Para muitos autistas é difícil conciliar o que realmente pensam e querem com o que as pessoas estão esperando em determinado ambiente. É rotineiro duas situações: o autista deixar de se expressar por receio de não ser compreendido ou falar aquilo que pensa e ser mal interpretado.
Na prática clínica, meus pacientes nível 1 de suporte sempre relatam que após o fechamento do diagnóstico sentiram-se mais livres para se expressaram, e em contrapartida receberam mais críticas por fazerem isso.

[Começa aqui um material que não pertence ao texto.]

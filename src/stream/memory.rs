//! In-process stream transport.
//!
//! Every inlet gets its own bounded channel, so any number of consumers can
//! follow one outlet. A consumer that falls behind loses its oldest buffered
//! samples rather than stalling the producer, so it always catches up to
//! fresh data.

use std::sync::atomic::{AtomicU64, Ordering};
use std::sync::{Arc, Condvar, Mutex, MutexGuard, PoisonError, Weak};
use std::time::{Duration, Instant};

use crossbeam_channel::{bounded, Receiver, RecvTimeoutError, Sender, TrySendError};
use tracing::{debug, info};

use crate::stream::{
    local_clock, Inlet, Outlet, StreamError, StreamInfo, StreamSample, StreamTransport,
};

/// Samples buffered per inlet. A push beyond this evicts that inlet's oldest sample.
pub const DEFAULT_INLET_BUFFER: usize = 1024;

struct Subscriber {
    sender: Sender<StreamSample>,
    /// Second handle on the inlet's queue, used to evict from the front
    evict: Receiver<StreamSample>,
    alive: Weak<()>,
}

impl Subscriber {
    fn is_alive(&self) -> bool {
        self.alive.strong_count() > 0
    }

    /// Queue `sample`, evicting the oldest one if the queue is full.
    /// Returns true if a sample was evicted.
    fn deliver(&self, sample: StreamSample) -> bool {
        match self.sender.try_send(sample) {
            Ok(()) => false,
            Err(TrySendError::Full(sample)) => {
                let evicted = self.evict.try_recv().is_ok();
                // Only this outlet pushes, so the freed slot is still free
                let _ = self.sender.try_send(sample);
                evicted
            }
            Err(TrySendError::Disconnected(_)) => false,
        }
    }
}

struct OutletShared {
    info: StreamInfo,
    subscribers: Mutex<Vec<Subscriber>>,
}

struct BusInner {
    streams: Mutex<Vec<Arc<OutletShared>>>,
    declared: Condvar,
    dropped: AtomicU64,
}

fn lock<T>(mutex: &Mutex<T>) -> MutexGuard<'_, T> {
    mutex.lock().unwrap_or_else(PoisonError::into_inner)
}

/// A stream registry shared by producers and consumers in one process.
#[derive(Clone)]
pub struct MemoryBus {
    inner: Arc<BusInner>,
    inlet_buffer: usize,
}

impl MemoryBus {
    /// Create an empty bus with the default inlet buffer.
    pub fn new() -> Self {
        Self::with_inlet_buffer(DEFAULT_INLET_BUFFER)
    }

    /// Create an empty bus buffering up to `inlet_buffer` samples per inlet.
    pub fn with_inlet_buffer(inlet_buffer: usize) -> Self {
        Self {
            inner: Arc::new(BusInner {
                streams: Mutex::new(Vec::new()),
                declared: Condvar::new(),
                dropped: AtomicU64::new(0),
            }),
            inlet_buffer: inlet_buffer.max(1),
        }
    }

    /// Names of the currently declared streams, in declaration order.
    pub fn stream_names(&self) -> Vec<String> {
        lock(&self.inner.streams)
            .iter()
            .map(|s| s.info.name.clone())
            .collect()
    }

    /// Samples discarded because an inlet buffer was full.
    pub fn dropped_samples(&self) -> u64 {
        self.inner.dropped.load(Ordering::Relaxed)
    }
}

impl Default for MemoryBus {
    fn default() -> Self {
        Self::new()
    }
}

impl StreamTransport for MemoryBus {
    type Outlet = MemoryOutlet;
    type Inlet = MemoryInlet;

    fn declare_outlet(&self, info: StreamInfo) -> Result<MemoryOutlet, StreamError> {
        if info.channel_count == 0 {
            return Err(StreamError::NoChannels);
        }

        let shared = Arc::new(OutletShared {
            info,
            subscribers: Mutex::new(Vec::new()),
        });
        lock(&self.inner.streams).push(shared.clone());
        self.inner.declared.notify_all();

        info!(
            stream = %shared.info.name,
            channels = shared.info.channel_count,
            source_id = %shared.info.source_id,
            "Declared outlet"
        );

        Ok(MemoryOutlet {
            shared,
            bus: self.inner.clone(),
        })
    }

    fn resolve_inlet(&self, name: &str, timeout: Duration) -> Result<MemoryInlet, StreamError> {
        let deadline = Instant::now() + timeout;
        let mut streams = lock(&self.inner.streams);

        loop {
            if let Some(stream) = streams.iter().find(|s| s.info.name == name) {
                let (sender, receiver) = bounded(self.inlet_buffer);
                let alive = Arc::new(());
                lock(&stream.subscribers).push(Subscriber {
                    sender,
                    evict: receiver.clone(),
                    alive: Arc::downgrade(&alive),
                });
                debug!(stream = %name, uid = %stream.info.uid, "Resolved inlet");
                return Ok(MemoryInlet {
                    info: stream.info.clone(),
                    receiver,
                    _alive: alive,
                });
            }

            let now = Instant::now();
            if now >= deadline {
                return Err(StreamError::NotFound {
                    name: name.to_string(),
                    timeout,
                });
            }

            streams = self
                .inner
                .declared
                .wait_timeout(streams, deadline - now)
                .unwrap_or_else(PoisonError::into_inner)
                .0;
        }
    }
}

/// Producer end of an in-process stream. Dropping it closes the stream.
pub struct MemoryOutlet {
    shared: Arc<OutletShared>,
    bus: Arc<BusInner>,
}

impl Outlet for MemoryOutlet {
    fn info(&self) -> &StreamInfo {
        &self.shared.info
    }

    fn push(&self, values: &[f64]) -> Result<(), StreamError> {
        let info = &self.shared.info;
        if values.len() != info.channel_count {
            return Err(StreamError::ChannelCount {
                name: info.name.clone(),
                expected: info.channel_count,
                actual: values.len(),
            });
        }

        let sample = StreamSample {
            timestamp: local_clock(),
            values: values.to_vec(),
        };

        let mut subscribers = lock(&self.shared.subscribers);
        subscribers.retain(Subscriber::is_alive);
        for subscriber in subscribers.iter() {
            if subscriber.deliver(sample.clone()) {
                self.bus.dropped.fetch_add(1, Ordering::Relaxed);
            }
        }

        Ok(())
    }

    fn has_consumers(&self) -> bool {
        lock(&self.shared.subscribers)
            .iter()
            .any(Subscriber::is_alive)
    }
}

impl Drop for MemoryOutlet {
    fn drop(&mut self) {
        lock(&self.bus.streams).retain(|s| !Arc::ptr_eq(s, &self.shared));
        // Inlets see the stream as closed once their senders go away
        lock(&self.shared.subscribers).clear();
        debug!(stream = %self.shared.info.name, "Outlet closed");
    }
}

/// Consumer end of an in-process stream.
pub struct MemoryInlet {
    info: StreamInfo,
    receiver: Receiver<StreamSample>,
    _alive: Arc<()>,
}

impl Inlet for MemoryInlet {
    fn info(&self) -> &StreamInfo {
        &self.info
    }

    fn pull(&self) -> Result<StreamSample, StreamError> {
        self.receiver
            .recv()
            .map_err(|_| StreamError::Closed(self.info.name.clone()))
    }

    fn pull_timeout(&self, timeout: Duration) -> Result<StreamSample, StreamError> {
        self.receiver.recv_timeout(timeout).map_err(|e| match e {
            RecvTimeoutError::Timeout => StreamError::Timeout(self.info.name.clone()),
            RecvTimeoutError::Disconnected => StreamError::Closed(self.info.name.clone()),
        })
    }
}

#[cfg(test)]
mod tests {
    use super::*;
    use crate::stream::TAG_STREAM_TYPE;
    use std::thread;

    const WAIT: Duration = Duration::from_millis(500);

    fn info(name: &str, channels: usize) -> StreamInfo {
        StreamInfo::new(name, TAG_STREAM_TYPE, channels, "test")
    }

    #[test]
    fn test_fan_out_to_every_inlet() {
        let bus = MemoryBus::new();
        let outlet = bus.declare_outlet(info("Movement", 3)).unwrap();
        let a = bus.resolve_inlet("Movement", WAIT).unwrap();
        let b = bus.resolve_inlet("Movement", WAIT).unwrap();
        assert!(outlet.has_consumers());

        outlet.push(&[1.0, 2.0, 3.0]).unwrap();
        outlet.push(&[4.0, 5.0, 6.0]).unwrap();

        for inlet in [&a, &b] {
            assert_eq!(inlet.pull().unwrap().values, vec![1.0, 2.0, 3.0]);
            assert_eq!(inlet.pull().unwrap().values, vec![4.0, 5.0, 6.0]);
        }
    }

    #[test]
    fn test_timestamps_non_decreasing() {
        let bus = MemoryBus::new();
        let outlet = bus.declare_outlet(info("Temperature", 1)).unwrap();
        let inlet = bus.resolve_inlet("Temperature", WAIT).unwrap();

        for i in 0..20 {
            outlet.push(&[i as f64]).unwrap();
        }
        let mut last = f64::MIN;
        for i in 0..20 {
            let sample = inlet.pull().unwrap();
            assert_eq!(sample.values, vec![i as f64]);
            assert!(sample.timestamp >= last);
            last = sample.timestamp;
        }
    }

    #[test]
    fn test_resolve_missing_stream_times_out() {
        let bus = MemoryBus::new();
        let err = bus
            .resolve_inlet("Optical", Duration::from_millis(20))
            .err()
            .unwrap();
        assert!(matches!(err, StreamError::NotFound { .. }));
    }

    #[test]
    fn test_resolve_waits_for_late_outlet() {
        let bus = MemoryBus::new();
        let producer = bus.clone();
        let handle = thread::spawn(move || {
            thread::sleep(Duration::from_millis(30));
            let outlet = producer.declare_outlet(info("Humidity", 1)).unwrap();
            thread::sleep(Duration::from_millis(200));
            outlet.push(&[50.0]).unwrap();
            outlet
        });

        let inlet = bus.resolve_inlet("Humidity", Duration::from_secs(2)).unwrap();
        assert_eq!(inlet.info().channel_count, 1);
        assert_eq!(inlet.pull().unwrap().values, vec![50.0]);
        drop(handle.join().unwrap());
    }

    #[test]
    fn test_wrong_channel_count_rejected() {
        let bus = MemoryBus::new();
        let outlet = bus.declare_outlet(info("Movement", 3)).unwrap();
        let err = outlet.push(&[1.0]).unwrap_err();
        assert_eq!(
            err,
            StreamError::ChannelCount {
                name: "Movement".to_string(),
                expected: 3,
                actual: 1
            }
        );
        assert!(matches!(
            bus.declare_outlet(info("Empty", 0)),
            Err(StreamError::NoChannels)
        ));
    }

    #[test]
    fn test_dropping_outlet_closes_inlets() {
        let bus = MemoryBus::new();
        let outlet = bus.declare_outlet(info("Optical", 1)).unwrap();
        let inlet = bus.resolve_inlet("Optical", WAIT).unwrap();
        outlet.push(&[2.57]).unwrap();
        drop(outlet);

        assert!(bus.stream_names().is_empty());
        // buffered samples are still delivered
        assert_eq!(inlet.pull().unwrap().values, vec![2.57]);
        assert_eq!(
            inlet.pull().unwrap_err(),
            StreamError::Closed("Optical".to_string())
        );
    }

    #[test]
    fn test_pull_timeout() {
        let bus = MemoryBus::new();
        let _outlet = bus.declare_outlet(info("Battery", 1)).unwrap();
        let inlet = bus.resolve_inlet("Battery", WAIT).unwrap();
        assert_eq!(
            inlet.pull_timeout(Duration::from_millis(10)).unwrap_err(),
            StreamError::Timeout("Battery".to_string())
        );
    }

    #[test]
    fn test_slow_inlet_drops_oldest() {
        let bus = MemoryBus::with_inlet_buffer(2);
        let outlet = bus.declare_outlet(info("Temperature", 1)).unwrap();
        let inlet = bus.resolve_inlet("Temperature", WAIT).unwrap();

        for v in [1.0, 2.0, 3.0] {
            outlet.push(&[v]).unwrap();
        }
        assert_eq!(bus.dropped_samples(), 1);
        assert_eq!(inlet.pull().unwrap().values, vec![2.0]);
        assert_eq!(inlet.pull().unwrap().values, vec![3.0]);
    }

    #[test]
    fn test_lagging_inlet_sees_latest_samples() {
        let bus = MemoryBus::with_inlet_buffer(4);
        let outlet = bus.declare_outlet(info("Optical", 1)).unwrap();
        let lagging = bus.resolve_inlet("Optical", WAIT).unwrap();

        for i in 0..100 {
            outlet.push(&[i as f64]).unwrap();
        }

        let pulled: Vec<f64> = (0..4)
            .map(|_| lagging.pull_timeout(WAIT).unwrap().values[0])
            .collect();
        assert_eq!(pulled, vec![96.0, 97.0, 98.0, 99.0]);
        assert_eq!(bus.dropped_samples(), 96);
        assert_eq!(
            lagging.pull_timeout(Duration::from_millis(10)).unwrap_err(),
            StreamError::Timeout("Optical".to_string())
        );
    }

    #[test]
    fn test_eviction_is_per_inlet() {
        let bus = MemoryBus::with_inlet_buffer(2);
        let outlet = bus.declare_outlet(info("Battery", 1)).unwrap();
        let fast = bus.resolve_inlet("Battery", WAIT).unwrap();
        let slow = bus.resolve_inlet("Battery", WAIT).unwrap();

        for v in [1.0, 2.0, 3.0] {
            outlet.push(&[v]).unwrap();
            assert_eq!(fast.pull().unwrap().values, vec![v]);
        }
        assert_eq!(bus.dropped_samples(), 1);
        assert_eq!(slow.pull().unwrap().values, vec![2.0]);
        assert_eq!(slow.pull().unwrap().values, vec![3.0]);
    }

    #[test]
    fn test_dropped_inlet_is_pruned() {
        let bus = MemoryBus::new();
        let outlet = bus.declare_outlet(info("Temperature", 1)).unwrap();
        let inlet = bus.resolve_inlet("Temperature", WAIT).unwrap();
        assert!(outlet.has_consumers());
        drop(inlet);

        assert!(!outlet.has_consumers());
        outlet.push(&[1.0]).unwrap();
        assert_eq!(bus.dropped_samples(), 0);
    }
}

Com isso, sempre surgem as perguntas: “fazer terapia resolve?” “por que continuar a terapia se estou me autoconhecendo e recebendo críticas?” É importante considerar que tudo é novo, porém, deixar de fazer terapia não será a solução. Pelo contrário, você já esteve “preso em si” antes, ou seja já passou anos sem conseguir se expressar de forma assertiva e intencional.
Portanto, o indicado é perseverar no processo de autoconhecimento e alinhar as suas expectativas com as de sua família. Busque sempre por ajuda especializada e acima de tudo esteja verdadeiramente disposto a estar nos tratamentos necessários, embora muitas vezes a rigidez cognitiva possa sobressair e interferir nesse processo.